======== Given entries ========

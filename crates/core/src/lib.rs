pub mod capture;
pub mod config;
pub mod detection;
pub mod pipeline;
pub mod recognition;
pub mod shared;
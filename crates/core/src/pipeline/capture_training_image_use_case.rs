use std::path::PathBuf;
use std::sync::Arc;

use image::GrayImage;

use crate::detection::domain::detection_result::SnapshotProvider;
use crate::recognition::infrastructure::image_preprocessor::{ImagePreprocessor, PreprocessError};
use crate::shared::frame::Frame;
use crate::shared::log_sink::LogSink;
use crate::shared::region::Region;

/// Asks the operator for a file name per detected face.
///
/// Receives the face index, its region and the normalized preview; `None`
/// skips the face.
pub trait NameProvider {
    fn name_for(&mut self, index: usize, region: &Region, preview: &GrayImage) -> Option<String>;
}

impl<F> NameProvider for F
where
    F: FnMut(usize, &Region, &GrayImage) -> Option<String>,
{
    fn name_for(&mut self, index: usize, region: &Region, preview: &GrayImage) -> Option<String> {
        self(index, region, preview)
    }
}

/// Fixed file names handed out in detection order; faces past the end of
/// the list are skipped.
pub struct NameList(Vec<String>);

impl NameList {
    pub fn new(names: Vec<String>) -> Self {
        Self(names)
    }
}

impl NameProvider for NameList {
    fn name_for(&mut self, index: usize, _region: &Region, _preview: &GrayImage) -> Option<String> {
        self.0.get(index).cloned()
    }
}

#[derive(Debug)]
pub enum FaceSaveOutcome {
    Saved(PathBuf),
    Skipped,
    Failed(PreprocessError),
}

#[derive(Debug)]
pub enum CaptureOutcome {
    /// No detection cycle has completed yet.
    NotReady,
    NoFaces,
    /// One outcome per face, in detection order.
    Faces(Vec<(Region, FaceSaveOutcome)>),
}

impl CaptureOutcome {
    pub fn saved_count(&self) -> usize {
        match self {
            Self::Faces(faces) => faces
                .iter()
                .filter(|(_, o)| matches!(o, FaceSaveOutcome::Saved(_)))
                .count(),
            _ => 0,
        }
    }
}

/// Saves the faces of the latest snapshot into the training corpus.
pub struct CaptureTrainingImageUseCase {
    provider: Arc<dyn SnapshotProvider>,
    preprocessor: ImagePreprocessor,
    log: Arc<dyn LogSink>,
}

impl CaptureTrainingImageUseCase {
    pub fn new(
        provider: Arc<dyn SnapshotProvider>,
        preprocessor: ImagePreprocessor,
        log: Arc<dyn LogSink>,
    ) -> Self {
        Self {
            provider,
            preprocessor,
            log,
        }
    }

    /// A failure on one face does not stop the others.
    pub fn execute(&self, names: &mut dyn NameProvider) -> CaptureOutcome {
        let Some(snapshot) = self.provider.capture_frame_and_faces() else {
            self.log.log("No frame captured yet");
            return CaptureOutcome::NotReady;
        };
        if !snapshot.has_faces() {
            self.log.log("No faces detected");
            return CaptureOutcome::NoFaces;
        }

        let outcomes = snapshot
            .face_regions()
            .into_iter()
            .enumerate()
            .map(|(index, region)| {
                let outcome = self.save_face(&snapshot.frame.crop(&region), index, &region, names);
                (region, outcome)
            })
            .collect();
        CaptureOutcome::Faces(outcomes)
    }

    fn save_face(
        &self,
        crop: &Frame,
        index: usize,
        region: &Region,
        names: &mut dyn NameProvider,
    ) -> FaceSaveOutcome {
        let preview = match self.preprocessor.process_image(crop) {
            Ok(preview) => preview,
            Err(e) => {
                self.log.log(&format!("Face {}: {e}", index + 1));
                return FaceSaveOutcome::Failed(e);
            }
        };
        let Some(filename) = names.name_for(index, region, &preview) else {
            self.log.log(&format!("Face {}: skipped", index + 1));
            return FaceSaveOutcome::Skipped;
        };
        match self.preprocessor.save_processed(&preview, &filename) {
            Ok(path) => {
                self.log.log(&format!("Saved {}", path.display()));
                FaceSaveOutcome::Saved(path)
            }
            Err(e) => {
                self.log.log(&format!("Could not save {filename}: {e}"));
                FaceSaveOutcome::Failed(e)
            }
        }
    }
}

#[cfg(test)]
mod tests {
    use super::*;
    use crate::detection::domain::detection_result::{
        DetectedFace, DetectionResult, DetectionSnapshot,
    };
    use crate::shared::log_sink::MemoryLogSink;
    use crate::shared::region::FeatureKind;

    struct FixedProvider(Option<DetectionSnapshot>);

    impl SnapshotProvider for FixedProvider {
        fn capture_frame_and_faces(&self) -> Option<DetectionSnapshot> {
            self.0.clone()
        }
    }

    fn snapshot(faces: Vec<Region>) -> DetectionSnapshot {
        let data: Vec<u8> = (0..200 * 100 * 3).map(|i| (i % 251) as u8).collect();
        DetectionSnapshot {
            frame: Arc::new(Frame::new(data, 200, 100, 3, 9)),
            result: Arc::new(DetectionResult::new(
                1,
                faces
                    .into_iter()
                    .map(|f| DetectedFace::new(f, vec![]))
                    .collect(),
            )),
        }
    }

    fn use_case(
        provider: FixedProvider,
        base: &std::path::Path,
    ) -> (CaptureTrainingImageUseCase, Arc<MemoryLogSink>) {
        let sink = Arc::new(MemoryLogSink::new());
        let uc = CaptureTrainingImageUseCase::new(
            Arc::new(provider),
            ImagePreprocessor::default().with_base_path(base),
            sink.clone(),
        );
        (uc, sink)
    }

    #[test]
    fn test_not_ready_before_first_cycle() {
        let dir = tempfile::tempdir().unwrap();
        let (uc, _) = use_case(FixedProvider(None), dir.path());
        let mut never = |_: usize, _: &Region, _: &GrayImage| -> Option<String> {
            panic!("no faces to name")
        };
        assert!(matches!(uc.execute(&mut never), CaptureOutcome::NotReady));
    }

    #[test]
    fn test_zero_faces_takes_no_faces_path() {
        let dir = tempfile::tempdir().unwrap();
        let (uc, sink) = use_case(FixedProvider(Some(snapshot(vec![]))), dir.path());
        let mut never = |_: usize, _: &Region, _: &GrayImage| -> Option<String> {
            panic!("no faces to name")
        };
        assert!(matches!(uc.execute(&mut never), CaptureOutcome::NoFaces));
        assert!(sink.contains("No faces detected"));
    }

    #[test]
    fn test_name_list_skips_faces_past_its_end() {
        let dir = tempfile::tempdir().unwrap();
        let faces = vec![
            Region::new(0, 0, 50, 50, FeatureKind::Face),
            Region::new(60, 0, 50, 50, FeatureKind::Face),
        ];
        let (uc, _) = use_case(FixedProvider(Some(snapshot(faces))), dir.path());
        let mut names = NameList::new(vec!["dave.bmp".to_string()]);

        let outcome = uc.execute(&mut names);

        let CaptureOutcome::Faces(faces) = &outcome else {
            panic!("expected faces, got {outcome:?}");
        };
        assert!(matches!(faces[0].1, FaceSaveOutcome::Saved(_)));
        assert!(matches!(faces[1].1, FaceSaveOutcome::Skipped));
        assert!(dir.path().join("dave.bmp").is_file());
    }

    #[test]
    fn test_saved_file_is_the_previewed_image() {
        let dir = tempfile::tempdir().unwrap();
        let faces = vec![Region::new(10, 10, 60, 80, FeatureKind::Face)];
        let (uc, _) = use_case(FixedProvider(Some(snapshot(faces))), dir.path());
        let mut previewed: Option<GrayImage> = None;
        let mut names = |_: usize, _: &Region, preview: &GrayImage| {
            previewed = Some(preview.clone());
            Some("erin.png".to_string())
        };

        let outcome = uc.execute(&mut names);

        assert_eq!(outcome.saved_count(), 1);
        let saved = image::open(dir.path().join("erin.png")).unwrap().into_luma8();
        assert_eq!(Some(saved), previewed);
    }

    #[test]
    fn test_each_face_saved_skipped_or_failed() {
        let dir = tempfile::tempdir().unwrap();
        let faces = vec![
            Region::new(0, 0, 50, 50, FeatureKind::Face),
            Region::new(60, 0, 50, 50, FeatureKind::Face),
            Region::new(120, 0, 50, 50, FeatureKind::Face),
        ];
        let (uc, sink) = use_case(FixedProvider(Some(snapshot(faces))), dir.path());
        let mut names = |index: usize, _: &Region, preview: &GrayImage| {
            assert_eq!(preview.dimensions(), (150, 200));
            match index {
                0 => Some("alice.png".to_string()),
                1 => None,
                _ => Some("bad/name.png".to_string()),
            }
        };

        let outcome = uc.execute(&mut names);

        let CaptureOutcome::Faces(faces) = &outcome else {
            panic!("expected faces, got {outcome:?}");
        };
        assert_eq!(faces.len(), 3);
        assert!(matches!(&faces[0].1, FaceSaveOutcome::Saved(p) if p == &dir.path().join("alice.png")));
        assert!(matches!(faces[1].1, FaceSaveOutcome::Skipped));
        assert!(matches!(
            faces[2].1,
            FaceSaveOutcome::Failed(PreprocessError::InvalidFilename(_))
        ));
        assert_eq!(outcome.saved_count(), 1);
        assert!(dir.path().join("alice.png").is_file());
        assert!(sink.contains("skipped"));
    }
}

========

Once the line with "Self::Faces(faces) => faces" is found in the records above, print exactly that line and every line after it through the line with "pub struct CaptureTrainingImageUseCase".

            Self::Faces(faces) => faces
                .iter()
                .filter(|(_, o)| matches!(o, FaceSaveOutcome::Saved(_)))
                .count(),
            _ => 0,
        }
    }
}

/// Saves the faces of the latest snapshot into the training corpus.
pub struct CaptureTrainingImageUseCase {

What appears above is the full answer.